*** Supplied data Section Begins ***

//! Affine geotransformation for rasters

use serde::{Deserialize, Serialize};

/// Affine transformation coefficients for georeferencing rasters.
///
/// Converts between pixel coordinates (col, row) and map coordinates (x, y):
/// ```text
/// x = origin_x + col * pixel_width + row * row_rotation
/// y = origin_y + col * col_rotation + row * pixel_height
/// ```
///
/// Every grid the prior pipeline creates is north-up, so `row_rotation` and
/// `col_rotation` are 0 and `pixel_height` is negative. Rotated transforms
/// are only ever read from files.
#[derive(Debug, Clone, Copy, PartialEq, Serialize, Deserialize)]
pub struct GeoTransform {
    /// X coordinate of the upper-left corner
    pub origin_x: f64,
    /// Y coordinate of the upper-left corner
    pub origin_y: f64,
    /// Pixel width (cell size in X direction)
    pub pixel_width: f64,
    /// Pixel height (cell size in Y direction, usually negative)
    pub pixel_height: f64,
    /// Rotation about X axis (usually 0)
    pub row_rotation: f64,
    /// Rotation about Y axis (usually 0)
    pub col_rotation: f64,
}

impl GeoTransform {
    /// Create a new GeoTransform with no rotation (north-up image)
    pub fn new(origin_x: f64, origin_y: f64, pixel_width: f64, pixel_height: f64) -> Self {
        Self {
            origin_x,
            origin_y,
            pixel_width,
            pixel_height,
            row_rotation: 0.0,
            col_rotation: 0.0,
        }
    }

    /// North-up transform with square pixels anchored at the upper-left corner
    pub fn north_up(xmin: f64, ymax: f64, pixel_size: f64) -> Self {
        Self::new(xmin, ymax, pixel_size, -pixel_size)
    }

    /// Create from GDAL-style array [origin_x, pixel_width, row_rotation, origin_y, col_rotation, pixel_height]
    pub fn from_gdal(coeffs: [f64; 6]) -> Self {
        Self {
            origin_x: coeffs[0],
            pixel_width: coeffs[1],
            row_rotation: coeffs[2],
            origin_y: coeffs[3],
            col_rotation: coeffs[4],
            pixel_height: coeffs[5],
        }
    }

    /// Convert to GDAL-style array
    pub fn to_gdal(&self) -> [f64; 6] {
        [
            self.origin_x,
            self.pixel_width,
            self.row_rotation,
            self.origin_y,
            self.col_rotation,
            self.pixel_height,
        ]
    }

    /// Map coordinates of the pixel center
    pub fn pixel_to_geo(&self, col: usize, row: usize) -> (f64, f64) {
        self.fractional_to_geo(col as f64 + 0.5, row as f64 + 0.5)
    }

    /// Map coordinates of the pixel's top-left corner
    pub fn pixel_to_geo_corner(&self, col: usize, row: usize) -> (f64, f64) {
        self.fractional_to_geo(col as f64, row as f64)
    }

    fn fractional_to_geo(&self, col: f64, row: f64) -> (f64, f64) {
        let x = self.origin_x + col * self.pixel_width + row * self.row_rotation;
        let y = self.origin_y + col * self.col_rotation + row * self.pixel_height;
        (x, y)
    }

    /// Convert map coordinates to fractional pixel coordinates (col, row)
    ///
    /// Use `.floor()` to get integer indices.
    pub fn geo_to_pixel(&self, x: f64, y: f64) -> (f64, f64) {
        let det = self.pixel_width * self.pixel_height - self.row_rotation * self.col_rotation;

        if det.abs() < 1e-10 {
            return (f64::NAN, f64::NAN);
        }

        let dx = x - self.origin_x;
        let dy = y - self.origin_y;

        let col = (self.pixel_height * dx - self.row_rotation * dy) / det;
        let row = (-self.col_rotation * dx + self.pixel_width * dy) / det;

        (col, row)
    }

    /// Integer pixel containing the map coordinate, if inside a `rows x cols` grid
    pub fn pixel_at(&self, x: f64, y: f64, rows: usize, cols: usize) -> Option<(usize, usize)> {
        let (col, row) = self.geo_to_pixel(x, y);
        if !(col >= 0.0 && row >= 0.0) {
            return None;
        }
        let (col, row) = (col.floor() as usize, row.floor() as usize);
        (row < rows && col < cols).then_some((row, col))
    }

    /// Get the cell size (assumes square pixels and no rotation)
    pub fn cell_size(&self) -> f64 {
        self.pixel_width.abs()
    }

    /// Bounding box (min_x, min_y, max_x, max_y) of a raster of given dimensions
    pub fn bounds(&self, width: usize, height: usize) -> (f64, f64, f64, f64) {
        let corners = [
            self.pixel_to_geo_corner(0, 0),
            self.pixel_to_geo_corner(width, 0),
            self.pixel_to_geo_corner(0, height),
            self.pixel_to_geo_corner(width, height),
        ];

        corners.iter().fold(
            (f64::INFINITY, f64::INFINITY, f64::NEG_INFINITY, f64::NEG_INFINITY),
            |(min_x, min_y, max_x, max_y), &(x, y)| {
                (min_x.min(x), min_y.min(y), max_x.max(x), max_y.max(y))
            },
        )
    }
}

impl Default for GeoTransform {
    fn default() -> Self {
        Self::new(0.0, 0.0, 1.0, -1.0)
    }
}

*** Supplied data Section Ends ***

Above this task is a listing. Restate, word for word and with nothing added, the lines from the one with "pixel's top-left corner" through the one with "pub fn geo_to_pixel(&self, x: f64, y: f64)".

** Written response **
    /// Map coordinates of the pixel's top-left corner
    pub fn pixel_to_geo_corner(&self, col: usize, row: usize) -> (f64, f64) {
        self.fractional_to_geo(col as f64, row as f64)
    }

    fn fractional_to_geo(&self, col: f64, row: f64) -> (f64, f64) {
        let x = self.origin_x + col * self.pixel_width + row * self.row_rotation;
        let y = self.origin_y + col * self.col_rotation + row * self.pixel_height;
        (x, y)
    }

    /// Convert map coordinates to fractional pixel coordinates (col, row)
    ///
    /// Use `.floor()` to get integer indices.
    pub fn geo_to_pixel(&self, x: f64, y: f64) -> (f64, f64) {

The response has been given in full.